Collected data entries
┄┄┄┄┄┄

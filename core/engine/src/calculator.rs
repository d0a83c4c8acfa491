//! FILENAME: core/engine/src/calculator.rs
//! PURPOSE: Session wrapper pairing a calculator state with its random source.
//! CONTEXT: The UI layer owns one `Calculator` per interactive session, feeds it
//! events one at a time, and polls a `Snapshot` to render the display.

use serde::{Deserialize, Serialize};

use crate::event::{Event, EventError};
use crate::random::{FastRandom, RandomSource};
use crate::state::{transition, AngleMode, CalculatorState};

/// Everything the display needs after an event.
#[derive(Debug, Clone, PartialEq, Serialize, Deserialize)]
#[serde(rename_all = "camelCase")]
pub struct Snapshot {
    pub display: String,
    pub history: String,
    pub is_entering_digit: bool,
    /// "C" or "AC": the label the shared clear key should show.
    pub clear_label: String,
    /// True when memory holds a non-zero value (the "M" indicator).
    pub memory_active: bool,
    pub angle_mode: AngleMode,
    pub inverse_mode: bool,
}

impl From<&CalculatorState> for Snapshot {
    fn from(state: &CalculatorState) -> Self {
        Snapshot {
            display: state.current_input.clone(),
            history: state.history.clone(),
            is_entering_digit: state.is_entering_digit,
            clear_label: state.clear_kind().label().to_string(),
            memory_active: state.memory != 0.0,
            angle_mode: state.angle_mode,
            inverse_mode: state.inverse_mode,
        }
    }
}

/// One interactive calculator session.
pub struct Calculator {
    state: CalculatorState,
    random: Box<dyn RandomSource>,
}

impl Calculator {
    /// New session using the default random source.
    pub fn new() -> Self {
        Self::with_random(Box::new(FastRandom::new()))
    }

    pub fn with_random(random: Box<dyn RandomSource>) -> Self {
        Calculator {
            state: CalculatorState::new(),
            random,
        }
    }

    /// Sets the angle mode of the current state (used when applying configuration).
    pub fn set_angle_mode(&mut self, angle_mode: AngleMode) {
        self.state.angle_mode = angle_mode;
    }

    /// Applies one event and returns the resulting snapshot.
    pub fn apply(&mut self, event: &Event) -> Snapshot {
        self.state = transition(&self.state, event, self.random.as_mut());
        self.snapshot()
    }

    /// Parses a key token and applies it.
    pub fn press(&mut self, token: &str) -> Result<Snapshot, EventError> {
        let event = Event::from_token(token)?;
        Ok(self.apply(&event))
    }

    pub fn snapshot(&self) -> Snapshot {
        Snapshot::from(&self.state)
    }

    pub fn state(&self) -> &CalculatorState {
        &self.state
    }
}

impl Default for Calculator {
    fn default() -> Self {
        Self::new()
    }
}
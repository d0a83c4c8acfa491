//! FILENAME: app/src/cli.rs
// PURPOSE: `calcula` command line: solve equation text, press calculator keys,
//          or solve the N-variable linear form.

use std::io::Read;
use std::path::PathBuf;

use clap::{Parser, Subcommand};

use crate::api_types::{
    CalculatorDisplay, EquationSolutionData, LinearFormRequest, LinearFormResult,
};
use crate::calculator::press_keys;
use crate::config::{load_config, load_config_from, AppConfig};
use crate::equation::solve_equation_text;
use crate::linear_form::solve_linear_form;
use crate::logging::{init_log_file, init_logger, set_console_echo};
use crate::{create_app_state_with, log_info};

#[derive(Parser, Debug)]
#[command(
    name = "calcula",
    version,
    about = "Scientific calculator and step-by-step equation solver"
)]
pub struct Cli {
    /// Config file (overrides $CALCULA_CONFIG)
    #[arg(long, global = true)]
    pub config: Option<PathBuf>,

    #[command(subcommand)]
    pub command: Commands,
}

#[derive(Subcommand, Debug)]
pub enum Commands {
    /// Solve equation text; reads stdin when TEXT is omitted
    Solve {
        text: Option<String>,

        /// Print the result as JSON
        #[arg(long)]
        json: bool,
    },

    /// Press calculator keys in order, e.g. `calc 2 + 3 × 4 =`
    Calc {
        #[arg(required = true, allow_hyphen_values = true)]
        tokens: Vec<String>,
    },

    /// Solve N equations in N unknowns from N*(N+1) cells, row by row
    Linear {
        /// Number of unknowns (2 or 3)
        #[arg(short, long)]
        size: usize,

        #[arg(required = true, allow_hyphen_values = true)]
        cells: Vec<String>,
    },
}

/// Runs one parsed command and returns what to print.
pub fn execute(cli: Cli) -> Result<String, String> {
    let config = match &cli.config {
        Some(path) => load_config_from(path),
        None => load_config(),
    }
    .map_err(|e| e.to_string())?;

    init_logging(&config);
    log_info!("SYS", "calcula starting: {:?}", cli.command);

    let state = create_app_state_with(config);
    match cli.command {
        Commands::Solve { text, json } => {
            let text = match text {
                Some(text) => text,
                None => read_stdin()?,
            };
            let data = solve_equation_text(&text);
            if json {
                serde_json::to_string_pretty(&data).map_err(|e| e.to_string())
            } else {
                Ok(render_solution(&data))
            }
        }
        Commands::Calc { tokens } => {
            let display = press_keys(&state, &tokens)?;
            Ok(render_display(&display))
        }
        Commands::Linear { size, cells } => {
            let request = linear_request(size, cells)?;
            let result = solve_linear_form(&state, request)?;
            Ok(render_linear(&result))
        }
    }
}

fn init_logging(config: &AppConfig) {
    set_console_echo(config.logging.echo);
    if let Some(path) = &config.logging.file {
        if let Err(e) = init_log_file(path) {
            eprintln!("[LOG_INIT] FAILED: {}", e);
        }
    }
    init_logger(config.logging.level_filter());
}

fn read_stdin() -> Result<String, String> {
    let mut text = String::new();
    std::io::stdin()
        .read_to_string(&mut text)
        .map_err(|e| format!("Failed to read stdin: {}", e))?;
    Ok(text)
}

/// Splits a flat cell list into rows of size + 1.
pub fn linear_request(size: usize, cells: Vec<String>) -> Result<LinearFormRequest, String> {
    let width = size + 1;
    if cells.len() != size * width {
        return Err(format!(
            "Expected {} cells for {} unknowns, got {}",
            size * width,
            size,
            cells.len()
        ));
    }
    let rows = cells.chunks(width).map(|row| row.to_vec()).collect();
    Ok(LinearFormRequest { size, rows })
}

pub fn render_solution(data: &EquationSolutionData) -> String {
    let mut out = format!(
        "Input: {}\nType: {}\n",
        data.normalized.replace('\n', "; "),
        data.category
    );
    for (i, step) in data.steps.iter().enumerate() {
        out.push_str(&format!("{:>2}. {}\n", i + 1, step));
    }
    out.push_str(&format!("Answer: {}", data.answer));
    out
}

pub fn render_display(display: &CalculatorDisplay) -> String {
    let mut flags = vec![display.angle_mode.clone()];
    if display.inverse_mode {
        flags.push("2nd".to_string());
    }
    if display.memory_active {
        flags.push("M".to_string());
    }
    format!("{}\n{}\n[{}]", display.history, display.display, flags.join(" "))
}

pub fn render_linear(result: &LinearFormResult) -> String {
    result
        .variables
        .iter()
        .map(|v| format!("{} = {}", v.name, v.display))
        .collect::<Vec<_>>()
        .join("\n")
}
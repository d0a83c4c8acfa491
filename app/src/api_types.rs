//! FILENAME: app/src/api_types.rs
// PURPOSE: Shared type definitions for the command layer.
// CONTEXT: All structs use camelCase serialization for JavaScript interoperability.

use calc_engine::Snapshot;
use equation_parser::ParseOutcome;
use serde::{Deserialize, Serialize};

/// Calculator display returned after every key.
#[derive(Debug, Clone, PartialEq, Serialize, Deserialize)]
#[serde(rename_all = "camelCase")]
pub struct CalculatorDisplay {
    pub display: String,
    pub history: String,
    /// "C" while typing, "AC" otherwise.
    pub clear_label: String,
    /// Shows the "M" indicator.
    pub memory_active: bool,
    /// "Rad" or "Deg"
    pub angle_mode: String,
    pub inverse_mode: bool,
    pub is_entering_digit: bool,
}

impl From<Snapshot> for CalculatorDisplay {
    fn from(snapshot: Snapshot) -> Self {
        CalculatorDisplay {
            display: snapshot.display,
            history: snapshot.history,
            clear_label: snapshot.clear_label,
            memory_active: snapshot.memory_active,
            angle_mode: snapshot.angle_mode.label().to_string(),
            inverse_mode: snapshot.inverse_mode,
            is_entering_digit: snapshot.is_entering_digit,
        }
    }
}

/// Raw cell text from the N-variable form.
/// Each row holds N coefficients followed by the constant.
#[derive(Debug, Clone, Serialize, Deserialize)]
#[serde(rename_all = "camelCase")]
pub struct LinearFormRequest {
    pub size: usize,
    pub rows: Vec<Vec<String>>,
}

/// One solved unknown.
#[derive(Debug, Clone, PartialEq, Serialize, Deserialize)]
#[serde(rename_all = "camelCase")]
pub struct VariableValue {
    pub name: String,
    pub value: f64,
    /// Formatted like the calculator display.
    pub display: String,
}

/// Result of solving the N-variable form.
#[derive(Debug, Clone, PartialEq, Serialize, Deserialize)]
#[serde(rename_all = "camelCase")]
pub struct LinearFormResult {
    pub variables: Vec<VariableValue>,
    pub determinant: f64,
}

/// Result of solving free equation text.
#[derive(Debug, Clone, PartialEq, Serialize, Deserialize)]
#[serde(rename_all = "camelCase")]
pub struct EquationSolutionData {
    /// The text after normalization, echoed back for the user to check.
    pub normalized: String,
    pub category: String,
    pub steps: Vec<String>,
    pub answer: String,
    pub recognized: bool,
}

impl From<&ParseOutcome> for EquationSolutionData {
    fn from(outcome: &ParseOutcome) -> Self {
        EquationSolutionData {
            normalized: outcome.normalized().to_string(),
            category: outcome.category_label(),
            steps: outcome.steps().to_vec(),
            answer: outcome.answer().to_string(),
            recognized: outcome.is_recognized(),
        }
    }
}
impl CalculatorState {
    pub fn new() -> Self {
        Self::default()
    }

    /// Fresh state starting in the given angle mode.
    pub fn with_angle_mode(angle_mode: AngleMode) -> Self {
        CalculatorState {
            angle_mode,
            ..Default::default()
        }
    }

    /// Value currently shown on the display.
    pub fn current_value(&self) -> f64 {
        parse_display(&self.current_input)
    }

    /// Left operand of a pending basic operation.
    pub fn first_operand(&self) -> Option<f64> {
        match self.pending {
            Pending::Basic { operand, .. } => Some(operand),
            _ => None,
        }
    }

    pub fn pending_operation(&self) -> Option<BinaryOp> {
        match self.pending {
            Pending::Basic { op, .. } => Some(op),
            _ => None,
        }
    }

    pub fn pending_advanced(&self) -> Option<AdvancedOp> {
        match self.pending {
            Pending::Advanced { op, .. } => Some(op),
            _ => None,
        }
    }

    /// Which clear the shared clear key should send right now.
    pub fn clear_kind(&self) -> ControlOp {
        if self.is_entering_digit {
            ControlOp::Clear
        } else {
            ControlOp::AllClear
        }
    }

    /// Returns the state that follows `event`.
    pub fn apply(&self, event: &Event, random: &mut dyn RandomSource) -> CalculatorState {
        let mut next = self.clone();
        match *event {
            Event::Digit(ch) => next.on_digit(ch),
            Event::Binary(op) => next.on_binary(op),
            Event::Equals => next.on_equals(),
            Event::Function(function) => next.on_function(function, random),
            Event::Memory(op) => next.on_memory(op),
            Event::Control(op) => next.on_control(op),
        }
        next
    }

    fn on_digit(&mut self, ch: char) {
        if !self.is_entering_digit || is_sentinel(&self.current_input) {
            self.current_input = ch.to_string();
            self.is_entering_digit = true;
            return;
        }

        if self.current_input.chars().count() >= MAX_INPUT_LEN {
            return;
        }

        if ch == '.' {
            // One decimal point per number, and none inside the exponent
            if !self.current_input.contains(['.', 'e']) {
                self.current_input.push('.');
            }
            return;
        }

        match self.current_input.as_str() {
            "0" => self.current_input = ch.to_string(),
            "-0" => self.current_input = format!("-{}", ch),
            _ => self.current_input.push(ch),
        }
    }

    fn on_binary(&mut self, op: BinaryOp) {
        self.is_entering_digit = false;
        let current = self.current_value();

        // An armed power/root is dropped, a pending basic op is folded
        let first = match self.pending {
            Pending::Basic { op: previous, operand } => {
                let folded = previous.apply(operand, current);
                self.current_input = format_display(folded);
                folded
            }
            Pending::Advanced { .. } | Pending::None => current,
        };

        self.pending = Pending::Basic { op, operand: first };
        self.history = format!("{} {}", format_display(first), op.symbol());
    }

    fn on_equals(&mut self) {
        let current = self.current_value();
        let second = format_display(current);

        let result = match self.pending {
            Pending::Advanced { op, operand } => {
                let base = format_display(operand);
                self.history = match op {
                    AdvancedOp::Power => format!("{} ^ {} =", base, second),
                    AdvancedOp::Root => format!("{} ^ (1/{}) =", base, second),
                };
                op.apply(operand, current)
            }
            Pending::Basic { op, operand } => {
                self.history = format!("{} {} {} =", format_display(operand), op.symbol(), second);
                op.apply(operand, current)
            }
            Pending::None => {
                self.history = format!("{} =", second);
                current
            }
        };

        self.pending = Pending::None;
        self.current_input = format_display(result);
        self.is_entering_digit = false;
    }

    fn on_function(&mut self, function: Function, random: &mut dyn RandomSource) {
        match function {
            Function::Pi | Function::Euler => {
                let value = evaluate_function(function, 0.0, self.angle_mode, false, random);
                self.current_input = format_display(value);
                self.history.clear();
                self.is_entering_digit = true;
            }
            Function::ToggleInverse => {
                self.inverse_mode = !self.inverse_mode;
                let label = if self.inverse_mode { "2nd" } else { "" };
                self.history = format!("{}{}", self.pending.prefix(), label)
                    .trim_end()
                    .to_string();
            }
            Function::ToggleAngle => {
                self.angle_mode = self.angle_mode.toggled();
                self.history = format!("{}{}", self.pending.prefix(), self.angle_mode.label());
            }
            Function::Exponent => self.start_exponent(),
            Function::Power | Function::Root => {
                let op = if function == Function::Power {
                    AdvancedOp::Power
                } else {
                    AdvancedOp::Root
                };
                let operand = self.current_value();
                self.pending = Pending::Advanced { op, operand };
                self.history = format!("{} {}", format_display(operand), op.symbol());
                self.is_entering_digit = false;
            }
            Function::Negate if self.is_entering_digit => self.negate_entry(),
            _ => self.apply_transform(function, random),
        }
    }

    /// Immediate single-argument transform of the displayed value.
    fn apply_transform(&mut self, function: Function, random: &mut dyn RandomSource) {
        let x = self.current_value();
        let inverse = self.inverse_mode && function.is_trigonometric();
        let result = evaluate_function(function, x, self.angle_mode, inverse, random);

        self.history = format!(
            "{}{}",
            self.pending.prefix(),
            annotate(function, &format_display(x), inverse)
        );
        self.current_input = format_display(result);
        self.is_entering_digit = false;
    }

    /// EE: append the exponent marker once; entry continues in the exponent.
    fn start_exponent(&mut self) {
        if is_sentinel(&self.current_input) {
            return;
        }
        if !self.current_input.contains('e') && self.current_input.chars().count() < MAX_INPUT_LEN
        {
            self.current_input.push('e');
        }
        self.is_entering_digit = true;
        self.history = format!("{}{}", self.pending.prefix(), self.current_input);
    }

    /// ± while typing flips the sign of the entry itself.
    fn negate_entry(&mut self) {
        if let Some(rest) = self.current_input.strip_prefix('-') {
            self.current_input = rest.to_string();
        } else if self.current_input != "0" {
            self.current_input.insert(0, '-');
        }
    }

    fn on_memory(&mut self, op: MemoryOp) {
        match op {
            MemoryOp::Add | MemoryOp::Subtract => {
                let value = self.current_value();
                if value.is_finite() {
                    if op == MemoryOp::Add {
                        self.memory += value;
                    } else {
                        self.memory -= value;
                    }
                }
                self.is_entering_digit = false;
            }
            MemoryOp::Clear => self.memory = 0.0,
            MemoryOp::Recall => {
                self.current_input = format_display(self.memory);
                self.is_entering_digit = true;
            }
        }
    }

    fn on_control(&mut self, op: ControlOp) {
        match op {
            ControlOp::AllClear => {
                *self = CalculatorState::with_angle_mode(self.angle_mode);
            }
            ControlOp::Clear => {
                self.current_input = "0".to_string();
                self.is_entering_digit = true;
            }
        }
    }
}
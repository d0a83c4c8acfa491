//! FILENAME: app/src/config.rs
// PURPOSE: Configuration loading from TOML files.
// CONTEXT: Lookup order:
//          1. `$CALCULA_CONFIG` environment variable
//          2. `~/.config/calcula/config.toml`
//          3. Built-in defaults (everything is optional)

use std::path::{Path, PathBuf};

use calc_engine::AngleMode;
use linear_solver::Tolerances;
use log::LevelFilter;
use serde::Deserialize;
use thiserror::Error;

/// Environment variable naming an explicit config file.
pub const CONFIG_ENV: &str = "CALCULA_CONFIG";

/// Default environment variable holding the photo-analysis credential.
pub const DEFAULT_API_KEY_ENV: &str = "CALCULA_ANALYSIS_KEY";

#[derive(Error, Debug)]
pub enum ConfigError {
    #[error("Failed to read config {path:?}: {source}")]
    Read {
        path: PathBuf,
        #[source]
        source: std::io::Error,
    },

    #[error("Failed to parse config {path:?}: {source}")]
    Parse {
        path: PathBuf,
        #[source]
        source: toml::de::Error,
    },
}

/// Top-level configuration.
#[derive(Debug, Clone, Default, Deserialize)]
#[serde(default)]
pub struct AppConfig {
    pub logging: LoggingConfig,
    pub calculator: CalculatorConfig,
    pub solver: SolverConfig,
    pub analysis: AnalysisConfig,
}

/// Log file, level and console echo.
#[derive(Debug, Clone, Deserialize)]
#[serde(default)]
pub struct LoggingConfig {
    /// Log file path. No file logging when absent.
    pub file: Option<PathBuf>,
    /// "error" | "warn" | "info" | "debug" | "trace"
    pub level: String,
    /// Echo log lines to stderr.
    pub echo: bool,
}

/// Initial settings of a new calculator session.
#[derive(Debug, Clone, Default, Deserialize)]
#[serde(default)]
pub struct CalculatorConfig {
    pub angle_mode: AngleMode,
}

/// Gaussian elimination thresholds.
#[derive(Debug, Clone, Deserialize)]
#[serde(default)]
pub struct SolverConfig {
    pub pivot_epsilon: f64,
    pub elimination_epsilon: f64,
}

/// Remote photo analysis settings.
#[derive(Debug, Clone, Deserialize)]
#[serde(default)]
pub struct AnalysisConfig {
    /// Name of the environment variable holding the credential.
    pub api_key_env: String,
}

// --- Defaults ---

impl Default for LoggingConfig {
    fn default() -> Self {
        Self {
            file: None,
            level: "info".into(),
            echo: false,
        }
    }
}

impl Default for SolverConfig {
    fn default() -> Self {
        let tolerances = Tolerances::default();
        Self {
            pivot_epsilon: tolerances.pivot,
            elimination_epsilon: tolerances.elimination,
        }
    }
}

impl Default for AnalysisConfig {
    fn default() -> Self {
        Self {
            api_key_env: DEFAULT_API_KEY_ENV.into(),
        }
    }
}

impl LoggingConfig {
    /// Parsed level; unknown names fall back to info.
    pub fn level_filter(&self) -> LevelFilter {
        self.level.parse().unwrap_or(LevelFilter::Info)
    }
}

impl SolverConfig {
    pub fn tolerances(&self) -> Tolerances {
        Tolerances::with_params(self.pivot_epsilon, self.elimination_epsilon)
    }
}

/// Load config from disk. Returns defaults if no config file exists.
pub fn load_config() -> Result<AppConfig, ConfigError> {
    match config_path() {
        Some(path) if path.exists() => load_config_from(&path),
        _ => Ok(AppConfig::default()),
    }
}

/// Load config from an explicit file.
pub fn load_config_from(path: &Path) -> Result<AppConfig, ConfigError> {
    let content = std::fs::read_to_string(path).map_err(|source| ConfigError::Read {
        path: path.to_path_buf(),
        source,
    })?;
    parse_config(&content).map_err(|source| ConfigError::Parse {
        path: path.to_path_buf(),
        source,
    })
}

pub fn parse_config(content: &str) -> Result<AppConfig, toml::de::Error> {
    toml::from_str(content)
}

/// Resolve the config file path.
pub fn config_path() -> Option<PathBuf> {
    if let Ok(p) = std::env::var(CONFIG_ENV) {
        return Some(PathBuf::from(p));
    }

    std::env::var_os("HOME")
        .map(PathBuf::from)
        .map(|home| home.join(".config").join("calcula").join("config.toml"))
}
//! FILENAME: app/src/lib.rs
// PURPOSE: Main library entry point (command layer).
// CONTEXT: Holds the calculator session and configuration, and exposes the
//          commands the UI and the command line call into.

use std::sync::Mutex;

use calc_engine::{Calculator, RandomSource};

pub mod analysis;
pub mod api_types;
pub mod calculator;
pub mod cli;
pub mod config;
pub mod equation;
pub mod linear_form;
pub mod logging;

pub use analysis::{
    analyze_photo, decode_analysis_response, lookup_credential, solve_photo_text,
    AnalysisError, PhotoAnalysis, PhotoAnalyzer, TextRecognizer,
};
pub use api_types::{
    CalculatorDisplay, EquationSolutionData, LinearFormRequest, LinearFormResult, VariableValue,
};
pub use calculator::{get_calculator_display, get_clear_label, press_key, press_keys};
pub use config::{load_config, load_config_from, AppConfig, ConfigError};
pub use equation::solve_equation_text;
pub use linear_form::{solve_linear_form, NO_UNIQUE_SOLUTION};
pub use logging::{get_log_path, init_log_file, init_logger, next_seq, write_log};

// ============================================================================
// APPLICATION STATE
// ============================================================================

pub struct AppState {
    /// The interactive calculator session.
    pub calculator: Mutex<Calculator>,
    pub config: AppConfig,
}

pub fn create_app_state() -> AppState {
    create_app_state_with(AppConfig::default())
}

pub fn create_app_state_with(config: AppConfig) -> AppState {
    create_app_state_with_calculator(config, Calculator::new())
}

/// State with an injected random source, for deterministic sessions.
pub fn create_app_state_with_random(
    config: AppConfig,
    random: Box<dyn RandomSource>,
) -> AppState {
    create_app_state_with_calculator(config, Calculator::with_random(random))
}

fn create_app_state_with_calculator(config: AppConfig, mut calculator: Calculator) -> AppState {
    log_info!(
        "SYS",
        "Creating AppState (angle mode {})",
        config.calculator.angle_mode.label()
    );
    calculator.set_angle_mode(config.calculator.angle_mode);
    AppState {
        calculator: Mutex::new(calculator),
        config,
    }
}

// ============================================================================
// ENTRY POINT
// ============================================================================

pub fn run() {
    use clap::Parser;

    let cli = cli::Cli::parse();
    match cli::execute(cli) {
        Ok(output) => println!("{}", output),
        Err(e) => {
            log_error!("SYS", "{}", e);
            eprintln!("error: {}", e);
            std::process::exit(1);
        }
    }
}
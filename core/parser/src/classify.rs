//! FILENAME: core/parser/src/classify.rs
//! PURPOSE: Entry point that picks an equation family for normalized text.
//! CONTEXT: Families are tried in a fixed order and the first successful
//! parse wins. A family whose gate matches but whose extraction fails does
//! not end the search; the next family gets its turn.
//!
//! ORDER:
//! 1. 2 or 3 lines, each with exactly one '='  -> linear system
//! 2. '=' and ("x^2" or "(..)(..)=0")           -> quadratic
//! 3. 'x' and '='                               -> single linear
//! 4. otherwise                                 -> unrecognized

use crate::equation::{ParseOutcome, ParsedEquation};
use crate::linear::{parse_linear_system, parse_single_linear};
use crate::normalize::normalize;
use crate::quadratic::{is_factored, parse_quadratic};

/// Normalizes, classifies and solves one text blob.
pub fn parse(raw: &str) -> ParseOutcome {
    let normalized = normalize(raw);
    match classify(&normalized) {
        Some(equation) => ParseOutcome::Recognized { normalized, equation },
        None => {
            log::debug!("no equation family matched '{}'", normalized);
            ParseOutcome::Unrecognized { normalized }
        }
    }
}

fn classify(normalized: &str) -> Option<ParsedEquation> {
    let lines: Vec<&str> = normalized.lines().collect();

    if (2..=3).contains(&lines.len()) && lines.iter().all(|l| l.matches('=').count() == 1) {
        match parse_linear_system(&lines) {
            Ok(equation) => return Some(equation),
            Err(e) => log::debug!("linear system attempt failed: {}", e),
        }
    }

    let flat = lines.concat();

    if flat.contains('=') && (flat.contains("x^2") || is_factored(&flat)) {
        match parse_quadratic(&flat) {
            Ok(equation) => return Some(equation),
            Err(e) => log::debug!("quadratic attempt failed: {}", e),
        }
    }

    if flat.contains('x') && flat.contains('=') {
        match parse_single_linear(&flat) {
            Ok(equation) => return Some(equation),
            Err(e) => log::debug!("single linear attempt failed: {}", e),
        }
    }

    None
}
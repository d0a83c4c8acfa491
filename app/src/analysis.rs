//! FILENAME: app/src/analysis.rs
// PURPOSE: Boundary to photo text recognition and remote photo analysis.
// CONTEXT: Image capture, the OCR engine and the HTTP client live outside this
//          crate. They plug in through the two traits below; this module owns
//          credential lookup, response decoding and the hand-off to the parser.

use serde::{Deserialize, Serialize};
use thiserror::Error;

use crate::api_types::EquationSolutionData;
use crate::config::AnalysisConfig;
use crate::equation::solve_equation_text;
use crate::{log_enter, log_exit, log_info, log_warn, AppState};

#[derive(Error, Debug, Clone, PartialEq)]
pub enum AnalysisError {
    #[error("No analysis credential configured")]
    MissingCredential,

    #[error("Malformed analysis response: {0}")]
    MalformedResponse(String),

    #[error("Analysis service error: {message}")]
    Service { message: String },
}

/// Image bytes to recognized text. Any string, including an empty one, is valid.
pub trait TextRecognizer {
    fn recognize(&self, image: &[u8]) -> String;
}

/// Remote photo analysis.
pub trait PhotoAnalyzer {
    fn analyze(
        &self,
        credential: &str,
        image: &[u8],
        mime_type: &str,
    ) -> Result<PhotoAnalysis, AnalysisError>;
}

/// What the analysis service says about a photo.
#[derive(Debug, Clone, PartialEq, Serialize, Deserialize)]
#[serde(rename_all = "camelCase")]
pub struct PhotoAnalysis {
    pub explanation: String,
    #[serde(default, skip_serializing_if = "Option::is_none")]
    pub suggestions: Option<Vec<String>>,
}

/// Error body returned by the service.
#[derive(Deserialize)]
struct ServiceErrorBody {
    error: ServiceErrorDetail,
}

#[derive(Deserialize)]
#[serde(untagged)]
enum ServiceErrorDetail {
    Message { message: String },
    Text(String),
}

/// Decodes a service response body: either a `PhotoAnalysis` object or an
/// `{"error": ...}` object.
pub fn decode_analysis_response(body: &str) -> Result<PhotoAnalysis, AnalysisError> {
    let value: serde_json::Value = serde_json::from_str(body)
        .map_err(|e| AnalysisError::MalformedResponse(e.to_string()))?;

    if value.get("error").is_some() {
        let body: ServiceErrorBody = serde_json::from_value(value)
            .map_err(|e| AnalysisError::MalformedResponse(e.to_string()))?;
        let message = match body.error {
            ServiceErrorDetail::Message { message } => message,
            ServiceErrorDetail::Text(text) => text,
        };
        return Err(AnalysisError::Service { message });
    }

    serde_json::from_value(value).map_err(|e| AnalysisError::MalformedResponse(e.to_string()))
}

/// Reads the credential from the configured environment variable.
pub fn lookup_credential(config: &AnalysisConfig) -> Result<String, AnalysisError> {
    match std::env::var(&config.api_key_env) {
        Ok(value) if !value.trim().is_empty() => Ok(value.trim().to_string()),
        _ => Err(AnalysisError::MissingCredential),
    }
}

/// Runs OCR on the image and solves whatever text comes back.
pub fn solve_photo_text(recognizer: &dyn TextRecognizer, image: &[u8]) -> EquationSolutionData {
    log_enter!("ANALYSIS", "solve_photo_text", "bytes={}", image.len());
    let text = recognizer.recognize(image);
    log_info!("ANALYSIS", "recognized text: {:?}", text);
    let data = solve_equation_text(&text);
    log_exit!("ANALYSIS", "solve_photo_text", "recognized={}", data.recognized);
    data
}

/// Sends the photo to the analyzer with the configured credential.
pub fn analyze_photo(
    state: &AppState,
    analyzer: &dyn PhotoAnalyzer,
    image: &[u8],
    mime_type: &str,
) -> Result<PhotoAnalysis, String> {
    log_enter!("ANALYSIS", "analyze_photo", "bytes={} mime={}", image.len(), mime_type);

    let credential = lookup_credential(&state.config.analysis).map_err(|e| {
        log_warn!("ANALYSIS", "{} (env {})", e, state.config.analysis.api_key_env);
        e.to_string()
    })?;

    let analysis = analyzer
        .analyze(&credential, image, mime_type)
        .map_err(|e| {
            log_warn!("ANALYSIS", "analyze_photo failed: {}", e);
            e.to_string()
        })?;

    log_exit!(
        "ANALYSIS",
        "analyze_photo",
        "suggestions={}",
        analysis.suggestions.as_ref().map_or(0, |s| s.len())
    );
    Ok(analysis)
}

┄┄┄┄┄┄

- _TASK GOAL_
What is needed is every line of the records that contains the word "folded".

- _SOLUTION_
        // An armed power/root is dropped, a pending basic op is folded
                let folded = previous.apply(operand, current);
                self.current_input = format_display(folded);
                folded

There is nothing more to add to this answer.